Chapter 10 is Noah’s genealogy. It’s important to trace Jesus’ bloodline, so these genealogies have purpose. There is also purpose in understanding the formations of nations. 


In chapter 11,  we read the account of the Tower of Babel. God wanted His people to fill the earth, but they were not. They were staying in one place. They spoke the same language. They didn’t want to be scattered over the earth; they wanted to stay in one spot. They decided to build a city where they could stay together, and they built a high tower, perhaps a marker or claim to stay in place. 


God came down to see their city and tower. God said, “Let US go down and there confuse their language, that they may not understand one another’s speech.” This is another demonstration to the trinity, God using the plural word “us.” 


As a result of the different languages, the people scattered and ceased building the city. If God had not scattered them, nothing would have stopped them from staying in one place. 

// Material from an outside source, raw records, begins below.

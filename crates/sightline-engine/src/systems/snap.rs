//! Aim snap detection.
//!
//! Measures how fast the killer's crosshair was moving in the last few ticks
//! before each kill. Missing samples are skipped, never interpolated, and
//! pairs separated by a gap in the tick stream are not compared.

use sightline_core::config::AnalysisConfig;
use sightline_core::input::PlayerSnapshot;
use sightline_core::types::PlayerId;
use tracing::debug;

use crate::store::TickStore;

/// Snap measurements for one player's kills.
#[derive(Debug, Clone, Default, PartialEq)]
pub struct SnapSummary {
    /// Peak angular velocity per kill that had at least one usable pair.
    pub velocities_deg_s: Vec<f64>,
    /// Kills whose peak exceeded the snap threshold.
    pub snap_kills: u32,
    pub skipped_gaps: u32,
}

/// Peak view angular velocity (degrees per second) of `player` in the window
/// ending at `kill_tick`. Also returns the number of pairs dropped for gaps.
pub fn peak_velocity(
    store: &TickStore,
    config: &AnalysisConfig,
    player: PlayerId,
    kill_tick: u32,
) -> (Option<f64>, u32) {
    let Some(end) = store.position_of(kill_tick) else {
        return (None, 0);
    };
    let start = store.first_position_at_or_after(kill_tick.saturating_sub(config.snap_window_ticks));
    let max_dt = store.nominal_tick_secs() * config.gap_tolerance;

    let mut peak: Option<f64> = None;
    let mut skipped = 0;
    let mut prev: Option<(f64, &PlayerSnapshot)> = None;
    for pos in start..=end {
        let Some(cur) = store.snapshot_at(player, pos) else {
            continue;
        };
        let now = store.tick_at(pos).game_time;
        if let Some((then, before)) = prev {
            let dt = now - then;
            if dt > 0.0 && dt <= max_dt {
                let velocity = before.view.angular_distance(&cur.view) / dt;
                peak = Some(peak.map_or(velocity, |m: f64| m.max(velocity)));
            } else {
                skipped += 1;
            }
        }
        prev = Some((now, cur));
    }
    (peak, skipped)
}

/// Snap velocities for every kill credited to `player`.
pub fn snaps_for(store: &TickStore, config: &AnalysisConfig, player: PlayerId) -> SnapSummary {
    let mut summary = SnapSummary::default();
    for kill in store
        .kills()
        .iter()
        .filter(|k| k.credited_attacker() == Some(player))
    {
        let (peak, skipped) = peak_velocity(store, config, player, kill.tick);
        summary.skipped_gaps += skipped;
        let Some(peak) = peak else {
            continue;
        };
        if peak > config.snap_threshold_deg_s {
            debug!(player, tick = kill.tick, velocity = peak, "aim snap");
            summary.snap_kills += 1;
        }
        summary.velocities_deg_s.push(peak);
    }
    summary
}

#[cfg(test)]
mod tests {
    use super::*;
    use crate::tests::MatchBuilder;
    use sightline_core::types::Tick;

    fn config() -> AnalysisConfig {
        AnalysisConfig::default()
    }

    #[test]
    fn test_steady_aim_has_zero_velocity() {
        let data = MatchBuilder::new(100)
            .stand(1, 0..100, (0.0, 0.0, 0.0), 45.0)
            .stand(2, 0..100, (500.0, 0.0, 0.0), 180.0)
            .kill(1, 2, 50, false)
            .build();
        let store = TickStore::build(&data, &config()).unwrap();
        let s = snaps_for(&store, &config(), 1);
        assert_eq!(s.velocities_deg_s.len(), 1);
        assert!(s.velocities_deg_s[0] < 1e-6);
        assert_eq!(s.snap_kills, 0);
        assert_eq!(s.skipped_gaps, 0);
    }

    #[test]
    fn test_flick_before_kill_is_a_snap() {
        // 30 degrees in one 64 Hz tick is 1920 deg/s.
        let data = MatchBuilder::new(100)
            .stand(1, 0..100, (0.0, 0.0, 0.0), 0.0)
            .stand(2, 0..100, (500.0, 0.0, 0.0), 180.0)
            .look(1, 47, 0.0, 30.0)
            .look(1, 48, 0.0, 0.0)
            .kill(1, 2, 50, true)
            .build();
        let store = TickStore::build(&data, &config()).unwrap();
        let s = snaps_for(&store, &config(), 1);
        assert_eq!(s.snap_kills, 1);
        assert!((s.velocities_deg_s[0] - 1920.0).abs() < 1e-6);
    }

    #[test]
    fn test_flick_across_yaw_wrap_uses_shortest_arc() {
        let data = MatchBuilder::new(100)
            .stand(1, 0..100, (0.0, 0.0, 0.0), 179.0)
            .look(1, 48, 0.0, -179.0)
            .stand(2, 0..100, (500.0, 0.0, 0.0), 180.0)
            .kill(1, 2, 50, false)
            .build();
        let store = TickStore::build(&data, &config()).unwrap();
        let (peak, _) = peak_velocity(&store, &config(), 1, 50);
        // 2 degrees per tick, in and out.
        assert!((peak.unwrap() - 128.0).abs() < 1e-6);
    }

    #[test]
    fn test_flick_outside_window_is_ignored() {
        let data = MatchBuilder::new(100)
            .stand(1, 0..100, (0.0, 0.0, 0.0), 0.0)
            .stand(2, 0..100, (500.0, 0.0, 0.0), 180.0)
            .look(1, 30, 0.0, 90.0)
            .kill(1, 2, 50, false)
            .build();
        let store = TickStore::build(&data, &config()).unwrap();
        assert_eq!(snaps_for(&store, &config(), 1).snap_kills, 0);
    }

    #[test]
    fn test_gap_in_samples_is_not_bridged() {
        let mut data = MatchBuilder::new(100)
            .stand(1, 0..100, (0.0, 0.0, 0.0), 0.0)
            .stand(2, 0..100, (500.0, 0.0, 0.0), 180.0)
            .look(1, 50, 0.0, 90.0)
            .kill(1, 2, 50, false)
            .build();
        // Missing snapshot at 49: the 48 -> 50 pair spans two ticks.
        data.snapshots.retain(|s| !(s.player_id == 1 && s.tick == 49));
        let store = TickStore::build(&data, &config()).unwrap();
        let s = snaps_for(&store, &config(), 1);
        assert_eq!(s.snap_kills, 0);
        assert_eq!(s.skipped_gaps, 1);
    }

    #[test]
    fn test_dropped_ticks_are_not_bridged() {
        let mut data = MatchBuilder::new(0).build();
        data.ticks = vec![
            Tick::new(10, 10.0 / 64.0),
            Tick::new(11, 11.0 / 64.0),
            Tick::new(14, 14.0 / 64.0),
        ];
        let data = MatchBuilder::from_data(data)
            .snapshot(1, 10, 0.0, 0.0)
            .snapshot(1, 11, 0.0, 1.0)
            .snapshot(1, 14, 0.0, 90.0)
            .snapshot(2, 10, 0.0, 0.0)
            .snapshot(2, 11, 0.0, 0.0)
            .snapshot(2, 14, 0.0, 0.0)
            .kill(1, 2, 14, false)
            .build();
        let store = TickStore::build(&data, &config()).unwrap();
        let (peak, skipped) = peak_velocity(&store, &config(), 1, 14);
        assert!((peak.unwrap() - 64.0).abs() < 1e-6);
        assert_eq!(skipped, 1);
    }

    #[test]
    fn test_uncredited_kills_are_ignored() {
        let data = MatchBuilder::new(100)
            .stand(1, 0..100, (0.0, 0.0, 0.0), 0.0)
            .kill(1, 1, 50, false)
            .build();
        let store = TickStore::build(&data, &config()).unwrap();
        assert_eq!(snaps_for(&store, &config(), 1), SnapSummary::default());
    }
}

We can learn several things from this story. One, there is tremendous power in unity when everyone shares the same goal and is speaking the same thing. Two, God will allow scattering when He wants expansion. For example, He allowed Jerusalem to be attacked in 70 AD, scattering the Jews to the nations, a fulfillment of Scripture. In the nations, the Jews have continued to multiply. Not only did this scattering allow for multiplication, but it also caused the Gospel to spread. 


The best way for expansion is when we listen to the Holy Spirit, and obey Him to go into new territories without hurting another’s ministry. In addition, the best way to go out from a group is with honor and love. If you love the people you were a part of, then you do not burn bridges, you do not take away from them, but you continue a relationship of respect. 


In chapter 12, God calls Abram to leave his home and start traveling south to go into a new territory. God wanted to give Abram his own land; He wanted expansion. Abraham heard God’s voice, and he obeyed God, unlike the citizens of Babel. At age 75, Abram took his wife, his nephew, his possessions, his servants, and began to move towards Canaan. It goes much better for us when we obey. 


There was a famine, so Abraham and his crew went into Egypt. Sarah was a beautiful woman, and the Egyptians would have killed her husband in order to take her for the Pharaoh. However, if Sarai was considered his sister, then Abraham was not a threat to the Egyptians. He asked Sarai to lie. She was taken to Pharaoh and took her as a wife. Whether or not Pharaoh and Sarai were actually married or that the marriage was consummated, we don’t really know; however, the Lord plagued Pharaoh and his house immediately. Pharaoh put two and two together. He called Abram, knowing she was his wife. He gave her back to Abraham. 


God did not choose Abram and Sarai because they were perfect. Abram lied instead of trusting God. He acted out of fear instead of faith, but we know Abraham grew in faith (Romans 4:20). So can we!